La révélation fait grand bruit en Suède, quelques jours seulement après les violences commises à Cologne (Allemagne) durant la nuit du Nouvel an. La police suédoise a reconnu, lundi 11 janvier, avoir gardé pour elle des informations sur des dizaines d'agressions sexuelles qui auraient impliqué des étrangers lors d'un festival de musique en 2014 et en 2015.
"Ils ont commencé à nous tripoter, ils nous encerclaient"
Au total, 38 agressions sexuelles, dont deux viols, ont fait l'objet de plaintes lors des deux dernières éditions de We Are Sthlm, un festival qui se déroule à Stockholm, la capitale, en août et se présente comme l'un des plus grands d'Europe. Selon les documents consultés par Reuters, 20 plaintes pour des agressions sexuelles ont ainsi été recensées en 2015, dont 14 concernaient des jeunes filles de moins de 15 ans.
"Quand on est entré dans la foule, ils ont immédiatement commencé à nous tripoter, raconte l'une des victimes, Anna, citée par Libération. Ils nous encerclaient, une de mes copines est tombée par terre et ils se sont jetés sur elle. Ils se moquaient qu’on dise non ou qu’on ait un petit ami."

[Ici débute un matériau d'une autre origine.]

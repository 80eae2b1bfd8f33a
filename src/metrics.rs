use crate::projects::SessionRecord;
use serde::Serialize;

/// Summary activity statistics
#[derive(Debug, Clone, PartialEq, Serialize)]
pub struct Metrics {
    pub total_sessions: usize,
    /// Sum of the message counts declared by the session indexes
    pub total_messages: u64,
    pub avg_messages_per_session: f64,
    /// Mean length of user texts in characters, rounded half-to-even
    pub avg_message_length: u64,
    /// Percentage of user texts containing a question mark, one decimal
    pub question_ratio: f64,
}

fn is_question(text: &str) -> bool {
    text.contains('?') || text.contains('？')
}

fn round_one_decimal(value: f64) -> f64 {
    (value * 10.0).round_ties_even() / 10.0
}

pub fn calculate_metrics(sessions: &[SessionRecord], user_texts: &[String]) -> Metrics {
    let total_sessions = sessions.len();
    let total_messages: u64 = sessions.iter().map(|s| s.message_count).sum();

    let avg_messages_per_session = if total_sessions > 0 {
        total_messages as f64 / total_sessions as f64
    } else {
        0.0
    };

    let (avg_message_length, question_ratio) = if user_texts.is_empty() {
        (0, 0.0)
    } else {
        let n = user_texts.len() as f64;
        let chars: usize = user_texts.iter().map(|t| t.chars().count()).sum();
        let questions = user_texts.iter().filter(|t| is_question(t)).count();
        (
            (chars as f64 / n).round_ties_even() as u64,
            round_one_decimal(questions as f64 / n * 100.0),
        )
    };

    Metrics {
        total_sessions,
        total_messages,
        avg_messages_per_session,
        avg_message_length,
        question_ratio,
    }
}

Pas un mot de la police à l'époque
Dans un premier temps, un porte-parole de la police, interrogé par l'AFP, a évoqué près de 100 arrestations en lien avec ces agressions, avant d'affirmer plus tard que leur nombre exact n'avait pas été établi. Pourtant, à l'époque, la police avait affirmé qu'il y avait eu "relativement peu de délits et de personnes interpellées comparé au nombre des participants".

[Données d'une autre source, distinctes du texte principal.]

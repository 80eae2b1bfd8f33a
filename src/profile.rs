use crate::classifier::{self, TechStack};
use crate::extractor;
use crate::frequency::FrequencyTable;
use crate::metrics::{self, Metrics};
use crate::parser;
use crate::projects::{self, ProjectRecord, SessionRecord};
use crate::temporal::{self, WorkingHours};
use anyhow::Result;
use serde::ser::SerializeMap;
use serde::{Serialize, Serializer};
use std::collections::hash_map::DefaultHasher;
use std::collections::HashSet;
use std::hash::{Hash, Hasher};
use std::path::Path;

const TOP_TECH_PER_CATEGORY: usize = 5;
const TOP_PEAK_HOURS: usize = 3;
const TOP_ACTIVE_DAYS: usize = 3;

/// The aggregate developer profile for one run
#[derive(Debug, Clone, Serialize)]
pub struct Profile {
    pub generated_at: String,
    pub anonymized: bool,
    pub metrics: Metrics,
    pub tech_stack: TechStackSummary,
    pub task_types: FrequencyTable<String>,
    pub working_patterns: WorkingPatterns,
    pub hours_detail: FrequencyTable<u32>,
    pub weekdays_detail: FrequencyTable<String>,
    pub project_count: usize,
}

#[derive(Debug, Clone, PartialEq, Serialize)]
pub struct WorkingPatterns {
    pub peak_hours: Vec<u32>,
    pub active_days: Vec<String>,
}

/// Top technologies per category. Categories without any match are left out.
#[derive(Debug, Clone, Default, PartialEq)]
pub struct TechStackSummary {
    pub categories: Vec<(String, FrequencyTable<String>)>,
}

impl TechStackSummary {
    pub fn from_stack(stack: &TechStack, top: usize) -> Self {
        Self {
            categories: stack
                .categories
                .iter()
                .filter(|(_, table)| !table.is_empty())
                .map(|(name, table)| (name.clone(), table.top(top)))
                .collect(),
        }
    }

    pub fn get(&self, category: &str) -> Option<&FrequencyTable<String>> {
        self.categories
            .iter()
            .find(|(name, _)| name == category)
            .map(|(_, table)| table)
    }

    pub fn is_empty(&self) -> bool {
        self.categories.is_empty()
    }
}

impl Serialize for TechStackSummary {
    fn serialize<S: Serializer>(&self, serializer: S) -> Result<S::Ok, S::Error> {
        let mut map = serializer.serialize_map(Some(self.categories.len()))?;
        for (name, table) in &self.categories {
            map.serialize_entry(name, table)?;
        }
        map.end()
    }
}

/// Everything pulled out of the session logs, ready for analysis
#[derive(Debug, Default)]
pub struct CollectedData {
    pub project_names: Vec<String>,
    pub sessions: Vec<SessionRecord>,
    pub user_texts: Vec<String>,
    pub files: Vec<String>,
}

/// Obfuscated label for a project name: `project_NNNN`.
///
/// Deterministic but not collision free; two projects can share a label.
pub fn anonymize_project_name(name: &str) -> String {
    let mut hasher = DefaultHasher::new();
    name.hash(&mut hasher);
    format!("project_{:04}", hasher.finish() % 10000)
}

/// Read every session log of the given projects. A log that cannot be read
/// is logged and treated as empty.
pub fn collect(projects: &[ProjectRecord], anonymize: bool) -> CollectedData {
    let mut data = CollectedData::default();

    for project in projects {
        let name = if anonymize {
            anonymize_project_name(&project.name)
        } else {
            project.name.clone()
        };
        data.project_names.push(name);
        data.sessions.extend(project.sessions.iter().cloned());

        for session in &project.sessions {
            let Some(ref log_path) = session.full_path else {
                continue;
            };
            let log = match parser::load_session_log(log_path) {
                Ok(log) => log,
                Err(e) => {
                    log::warn!("Skipping session {}: {:#}", session.id, e);
                    continue;
                }
            };
            data.user_texts.extend(extractor::extract_user_texts(&log.records));
            data.files.extend(extractor::extract_file_changes(&log.records));
        }
    }

    data
}

/// Assemble a profile from collected data
pub fn build_profile(data: &CollectedData, anonymize: bool) -> Profile {
    let tech_stack = classifier::analyze_tech_stack(&data.user_texts, &data.files);
    let task_types = classifier::analyze_task_types(&data.user_texts);
    let WorkingHours { hours, weekdays } = temporal::analyze_working_hours(&data.sessions);
    let metrics = metrics::calculate_metrics(&data.sessions, &data.user_texts);

    // Counted over the labels actually reported, so colliding anonymized
    // labels count as one project.
    let project_count = data.project_names.iter().collect::<HashSet<_>>().len();

    Profile {
        generated_at: chrono::Local::now().to_rfc3339(),
        anonymized: anonymize,
        metrics,
        tech_stack: TechStackSummary::from_stack(&tech_stack, TOP_TECH_PER_CATEGORY),
        task_types: task_types.ranked(),
        working_patterns: WorkingPatterns {
            peak_hours: hours.top_keys(TOP_PEAK_HOURS),
            active_days: weekdays.top_keys(TOP_ACTIVE_DAYS),
        },
        hours_detail: hours,
        weekdays_detail: weekdays,
        project_count,
    }
}

/// Scan a projects root and build the profile
pub fn generate_profile(projects_dir: &Path, anonymize: bool) -> Result<Profile> {
    let projects = projects::load_projects(projects_dir)?;
    log::info!(
        "Analyzing {} projects under {}",
        projects.len(),
        projects_dir.display()
    );

    let data = collect(&projects, anonymize);
    log::info!(
        "Collected {} sessions, {} user messages, {} file references",
        data.sessions.len(),
        data.user_texts.len(),
        data.files.len()
    );

    Ok(build_profile(&data, anonymize))
}

#[cfg(test)]
mod tests {
    use super::*;
    use std::fs;
    use tempfile::TempDir;

    #[test]
    fn test_anonymize_stable_and_padded() {
        let a = anonymize_project_name("-Users-dev-myapp");
        let b = anonymize_project_name("-Users-dev-myapp");
        assert_eq!(a, b);
        assert!(a.starts_with("project_"));
        assert_eq!(a.len(), "project_".len() + 4);
        assert!(a["project_".len()..].chars().all(|c| c.is_ascii_digit()));
    }

    #[test]
    fn test_project_count_over_reported_labels() {
        // Duplicate labels stand in for a hash collision
        let data = CollectedData {
            project_names: vec!["project_0042".into(), "project_0042".into(), "project_0007".into()],
            ..Default::default()
        };
        assert_eq!(build_profile(&data, true).project_count, 2);
    }

    #[test]
    fn test_empty_profile() {
        let profile = build_profile(&CollectedData::default(), true);
        assert_eq!(profile.metrics.total_sessions, 0);
        assert!(profile.tech_stack.is_empty());
        assert!(profile.task_types.is_empty());
        assert!(profile.working_patterns.peak_hours.is_empty());
        assert!(profile.working_patterns.active_days.is_empty());
        assert_eq!(profile.project_count, 0);
    }

    #[test]
    fn test_tech_stack_truncated_to_top_five() {
        let data = CollectedData {
            user_texts: vec![
                "python typescript javascript rust golang java kotlin".to_string(),
            ],
            ..Default::default()
        };
        let profile = build_profile(&data, true);
        let langs = profile.tech_stack.get("languages").unwrap();
        // seven languages tie at 1; the first five in taxonomy order survive
        assert_eq!(
            langs.top_keys(5),
            vec!["python", "typescript", "javascript", "rust", "go"]
        );
    }

    fn write_session(dir: &Path, name: &str, lines: &[&str]) -> String {
        let path = dir.join(name);
        fs::write(&path, lines.join("\n")).unwrap();
        path.to_string_lossy().to_string()
    }

    #[test]
    fn test_generate_profile_end_to_end() {
        let tmp = TempDir::new().unwrap();
        let project = tmp.path().join("-Users-dev-app");
        fs::create_dir(&project).unwrap();

        let a = write_session(
            &project,
            "a.jsonl",
            &[
                r#"{"type":"user","message":{"content":"I need to fix this bug in my python script"}}"#,
                r#"{"type":"assistant","message":{"content":[{"type":"text","text":"Sure"}]}}"#,
                "garbage line",
            ],
        );
        let b = write_session(
            &project,
            "b.jsonl",
            &[r#"{"type":"user","message":{"content":[{"type":"text","text":"is it fixed now?"}]}}"#],
        );
        let index = serde_json::json!({
            "entries": [
                {"sessionId": "a", "created": "2024-03-04T09:15:00Z", "messageCount": 5, "fullPath": a},
                {"sessionId": "b", "created": "2024-03-05T09:30:00Z", "messageCount": 3, "fullPath": b}
            ]
        });
        fs::write(project.join("sessions-index.json"), index.to_string()).unwrap();

        let profile = generate_profile(tmp.path(), false).unwrap();
        assert_eq!(profile.metrics.total_sessions, 2);
        assert_eq!(profile.metrics.total_messages, 8);
        assert_eq!(profile.metrics.avg_messages_per_session, 4.0);
        assert_eq!(profile.metrics.question_ratio, 50.0);
        assert!(profile.tech_stack.get("languages").unwrap().get(&"python".to_string()) >= 1);
        assert!(profile.task_types.get(&"debugging".to_string()) >= 2);
        assert_eq!(profile.hours_detail.get(&9), 2);
        assert_eq!(profile.weekdays_detail.get(&"Monday".to_string()), 1);
        assert_eq!(profile.weekdays_detail.get(&"Tuesday".to_string()), 1);
        assert_eq!(profile.working_patterns.peak_hours, vec![9]);
        assert_eq!(profile.working_patterns.active_days, vec!["Monday", "Tuesday"]);
        assert_eq!(profile.project_count, 1);
    }
}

Nous aurions certainement dû révéler cette information, ça ne fait pas de doute. Pourquoi ça ne s'est pas fait, nous ne le savons tout simplement pas.
Dagens Nyheter (en suédois), le quotidien par lequel le scandale a été rendu public, a affirmé que les agresseurs présumés étaient en majorité des demandeurs d'asile mineurs non accompagnés. Selon un rapport de police, cité par le journal, les soupçons lors d'une des deux éditions du festival s'étaient portés sur un groupe d'une cinquantaine d'adolescents afghans.

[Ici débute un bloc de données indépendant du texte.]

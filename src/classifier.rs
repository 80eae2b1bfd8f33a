use crate::frequency::FrequencyTable;
use crate::taxonomy::{Category, KeywordList, TASK_PATTERNS, TECH_KEYWORDS};

/// Matches per technology, one table per category, in category order
#[derive(Debug, Clone, PartialEq, Default)]
pub struct TechStack {
    pub categories: Vec<(String, FrequencyTable<String>)>,
}

impl TechStack {
    pub fn category(&self, name: &str) -> Option<&FrequencyTable<String>> {
        self.categories
            .iter()
            .find(|(n, _)| n == name)
            .map(|(_, table)| table)
    }
}

/// Join texts into the single lowercase blob keywords are matched against
pub fn build_blob<'a, I>(parts: I) -> String
where
    I: IntoIterator<Item = &'a str>,
{
    parts.into_iter().collect::<Vec<_>>().join(" ").to_lowercase()
}

/// Number of distinct keywords that occur anywhere in the blob.
/// Repeats of the same keyword still count once.
pub fn count_matches(blob: &str, keywords: &[&str]) -> usize {
    keywords.iter().filter(|kw| blob.contains(*kw)).count()
}

fn classify(blob: &str, labels: &[KeywordList]) -> FrequencyTable<String> {
    let mut table = FrequencyTable::new();
    for (label, keywords) in labels {
        table.add(label.to_string(), count_matches(blob, keywords));
    }
    table.ranked()
}

/// Score user texts and touched file paths against a technology taxonomy
pub fn analyze_tech_stack_with(
    taxonomy: &[Category],
    texts: &[String],
    files: &[String],
) -> TechStack {
    let blob = build_blob(texts.iter().chain(files.iter()).map(String::as_str));

    TechStack {
        categories: taxonomy
            .iter()
            .map(|(category, techs)| (category.to_string(), classify(&blob, techs)))
            .collect(),
    }
}

pub fn analyze_tech_stack(texts: &[String], files: &[String]) -> TechStack {
    analyze_tech_stack_with(TECH_KEYWORDS, texts, files)
}

/// Score user texts against task-type trigger phrases. File paths are not used.
pub fn analyze_task_types_with(patterns: &[KeywordList], texts: &[String]) -> FrequencyTable<String> {
    let blob = build_blob(texts.iter().map(String::as_str));
    classify(&blob, patterns)
}

pub fn analyze_task_types(texts: &[String]) -> FrequencyTable<String> {
    analyze_task_types_with(TASK_PATTERNS, texts)
}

"C'était un mode opératoire que nous n'avions jamais vu auparavant, explique Roger Ticoalu, responsable des événements à la ville de Stockholm, cité par le Guardian (en anglais). Dans les cas où nous avons pu appréhender des suspects, ils étaient d'origine étrangère, des réfugiés de 17 à 20 ans, arrivés récemment en Suède sans leurs familles."
L'extrême droite s'empare de l'affaire
Ces révélations interviennent dans un contexte politique particulier, alors que 163 000 demandeurs d'asile sont arrivé l'année passée en Suède. Le pays, qui fait face à la montée de l'extrême droite, a depuis renforcé ses contrôles aux frontières avec le Danemark. Le fait que la police n'ait pas informé le grand public est "un problème de démocratie" pour la Suède, a affirmé le Premier ministre Stefan Löfven
Parfois nous n'osons pas dire les choses parce que nous pensons que cela ferait le jeu des Démocrates de Suède [le parti d'extrême droite].
"Si nous faisons un signalement, par exemple, nous ne pouvons pas présenter une description qui, de la moindre manière, risque d’être comprise comme si nous ciblions un groupe particulier, assure ce responsable policier. Cela prend beaucoup trop de temps et d’énergie de nous défendre contre des accusations de racisme et de fascisme." De manière générale, la police "essaye d'éviter d'évoquer l'appartenance ethnique" des suspects, confirme le directeur de la police nationale, Dan Eliasson.
Une "enquête interne" ouverte
Le leader des Démocrates de Suède, la principale formation d'extrême droite, Jimmy Åkesson, a réclamé depuis la tête de Dan Eliasson, explique Libération. Il s'insurge qu’il puisse y avoir "un problème au sein de la police, qui consiste à cacher un certain type de criminalité, pour ne pas profiter à un parti politique".
Lors d'une conférence de presse, Dan Eliasson, a assuré que l'affaire ferait l'objet d'une "enquête interne" susceptible de déboucher sur des sanctions. Le directeur de la police nationale n'a cependant rien révélé sur l'état d'avancement de l'enquête, estimant qu'il n'était "pas facile d'enquêter" sur des faits de cette nature, commis au milieu d'une foule dense.